**Your instructions:**
Only the lines from the top of the data through the one with "read and normalize" are to be written out, each exactly as it stands.
─── Information
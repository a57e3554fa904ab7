//! Dataset loading statistics

use crate::app::models::LocationAccuracy;
use std::collections::BTreeMap;
use std::time::Duration;

/// Statistics about loading and normalizing one dataset
#[derive(Debug, Clone)]
pub struct LoadStats {
    /// Dataset name (`vehicles`, `towing_companies`, ...)
    pub dataset: String,

    /// Data rows read from the file
    pub rows_read: usize,

    /// Rows the CSV reader could not decode
    pub rows_skipped: usize,

    /// Records produced by normalization
    pub records_normalized: usize,

    /// Records per location accuracy tier
    pub by_accuracy: BTreeMap<LocationAccuracy, usize>,

    /// Time taken to read and normalize
    pub load_duration: Duration,

    /// Any errors encountered during loading
    pub errors: Vec<String>,
}

impl LoadStats {
    /// Create new empty load statistics
    pub fn new(dataset: impl Into<String>) -> Self {
        Self {
            dataset: dataset.into(),
            rows_read: 0,
            rows_skipped: 0,
            records_normalized: 0,
            by_accuracy: BTreeMap::new(),
            load_duration: Duration::ZERO,
            errors: Vec::new(),
        }
    }

    /// Count a normalized record in its accuracy tier
    pub fn record(&mut self, accuracy: LocationAccuracy) {
        self.records_normalized += 1;
        *self.by_accuracy.entry(accuracy).or_insert(0) += 1;
    }

    /// Records placed at the given tier
    pub fn count_for(&self, accuracy: LocationAccuracy) -> usize {
        self.by_accuracy.get(&accuracy).copied().unwrap_or(0)
    }

    /// Records whose position is a display approximation
    pub fn approximate_count(&self) -> usize {
        self.records_normalized - self.count_for(LocationAccuracy::Exact)
    }

    /// Share of records with exact coordinates, as a percentage
    pub fn exact_rate(&self) -> f64 {
        if self.records_normalized == 0 {
            0.0
        } else {
            (self.count_for(LocationAccuracy::Exact) as f64 / self.records_normalized as f64)
                * 100.0
        }
    }

    /// Check if any errors occurred during loading
    pub fn has_errors(&self) -> bool {
        !self.errors.is_empty()
    }

    /// Get a summary string of the loading process
    pub fn summary(&self) -> String {
        format!(
            "Loaded {} '{}' records from {} rows ({:.1}% exact, {} approximate, {} skipped) in {:.2}s",
            self.records_normalized,
            self.dataset,
            self.rows_read,
            self.exact_rate(),
            self.approximate_count(),
            self.rows_skipped,
            self.load_duration.as_secs_f64()
        )
    }
}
──────
**Solved problem:**
repository a57e3554fa904ab7
//! Dataset loading statistics

use crate::app::models::LocationAccuracy;
use std::collections::BTreeMap;
use std::time::Duration;

/// Statistics about loading and normalizing one dataset
#[derive(Debug, Clone)]
pub struct LoadStats {
    /// Dataset name (`vehicles`, `towing_companies`, ...)
    pub dataset: String,

    /// Data rows read from the file
    pub rows_read: usize,

    /// Rows the CSV reader could not decode
    pub rows_skipped: usize,

    /// Records produced by normalization
    pub records_normalized: usize,

    /// Records per location accuracy tier
    pub by_accuracy: BTreeMap<LocationAccuracy, usize>,

    /// Time taken to read and normalize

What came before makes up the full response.